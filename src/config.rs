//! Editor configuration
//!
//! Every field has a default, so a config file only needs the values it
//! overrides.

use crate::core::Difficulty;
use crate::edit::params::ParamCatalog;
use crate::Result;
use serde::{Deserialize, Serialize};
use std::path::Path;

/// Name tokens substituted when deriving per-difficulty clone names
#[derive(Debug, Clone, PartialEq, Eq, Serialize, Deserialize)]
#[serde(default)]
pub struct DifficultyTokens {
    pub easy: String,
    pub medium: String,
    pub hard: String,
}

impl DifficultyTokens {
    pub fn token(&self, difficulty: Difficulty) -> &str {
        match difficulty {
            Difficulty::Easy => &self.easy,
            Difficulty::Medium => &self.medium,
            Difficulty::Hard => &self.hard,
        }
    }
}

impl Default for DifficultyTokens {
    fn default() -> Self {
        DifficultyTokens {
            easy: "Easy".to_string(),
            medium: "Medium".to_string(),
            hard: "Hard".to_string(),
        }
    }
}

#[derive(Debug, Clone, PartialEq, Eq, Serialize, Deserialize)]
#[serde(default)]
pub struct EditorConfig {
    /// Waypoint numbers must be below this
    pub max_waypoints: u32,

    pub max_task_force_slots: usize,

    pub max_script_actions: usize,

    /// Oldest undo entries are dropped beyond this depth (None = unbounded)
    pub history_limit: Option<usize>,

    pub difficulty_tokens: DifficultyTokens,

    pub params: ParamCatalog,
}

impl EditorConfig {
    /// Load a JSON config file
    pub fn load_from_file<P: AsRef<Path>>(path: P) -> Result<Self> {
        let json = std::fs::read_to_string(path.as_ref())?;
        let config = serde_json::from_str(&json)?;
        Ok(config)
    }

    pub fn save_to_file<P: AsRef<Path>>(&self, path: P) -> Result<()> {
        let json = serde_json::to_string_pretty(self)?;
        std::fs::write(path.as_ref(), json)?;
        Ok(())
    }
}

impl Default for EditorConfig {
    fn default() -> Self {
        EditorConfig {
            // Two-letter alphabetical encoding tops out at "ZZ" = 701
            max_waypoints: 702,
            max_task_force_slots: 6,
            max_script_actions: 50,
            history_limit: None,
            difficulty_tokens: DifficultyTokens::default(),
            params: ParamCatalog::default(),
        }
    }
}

# # # # # # #

» **What needs to be done**: Retype all the data, keeping every character the same.

» **Result for this task**:
filename src/config.rs
//! Editor configuration
//!
//! Every field has a default, so a config file only needs the values it
//! overrides.

use crate::core::Difficulty;
use crate::edit::params::ParamCatalog;
use crate::Result;
use serde::{Deserialize, Serialize};
use std::path::Path;

/// Name tokens substituted when deriving per-difficulty clone names
#[derive(Debug, Clone, PartialEq, Eq, Serialize, Deserialize)]
#[serde(default)]
pub struct DifficultyTokens {
    pub easy: String,
    pub medium: String,
    pub hard: String,
}

impl DifficultyTokens {
    pub fn token(&self, difficulty: Difficulty) -> &str {
        match difficulty {
            Difficulty::Easy => &self.easy,
            Difficulty::Medium => &self.medium,
            Difficulty::Hard => &self.hard,
        }
    }
}

impl Default for DifficultyTokens {
    fn default() -> Self {
        DifficultyTokens {
            easy: "Easy".to_string(),
            medium: "Medium".to_string(),
            hard: "Hard".to_string(),
        }
    }
}

#[derive(Debug, Clone, PartialEq, Eq, Serialize, Deserialize)]
#[serde(default)]
pub struct EditorConfig {
    /// Waypoint numbers must be below this
    pub max_waypoints: u32,

    pub max_task_force_slots: usize,

    pub max_script_actions: usize,

    /// Oldest undo entries are dropped beyond this depth (None = unbounded)
    pub history_limit: Option<usize>,

    pub difficulty_tokens: DifficultyTokens,

    pub params: ParamCatalog,
}

impl EditorConfig {
    /// Load a JSON config file
    pub fn load_from_file<P: AsRef<Path>>(path: P) -> Result<Self> {
        let json = std::fs::read_to_string(path.as_ref())?;
        let config = serde_json::from_str(&json)?;
        Ok(config)
    }

    pub fn save_to_file<P: AsRef<Path>>(&self, path: P) -> Result<()> {
        let json = serde_json::to_string_pretty(self)?;
        std::fs::write(path.as_ref(), json)?;
        Ok(())
    }
}

impl Default for EditorConfig {
    fn default() -> Self {
        EditorConfig {
            // Two-letter alphabetical encoding tops out at "ZZ" = 701
            max_waypoints: 702,
            max_task_force_slots: 6,
            max_script_actions: 50,
            history_limit: None,
            difficulty_tokens: DifficultyTokens::default(),
            params: ParamCatalog::default(),
        }
    }
}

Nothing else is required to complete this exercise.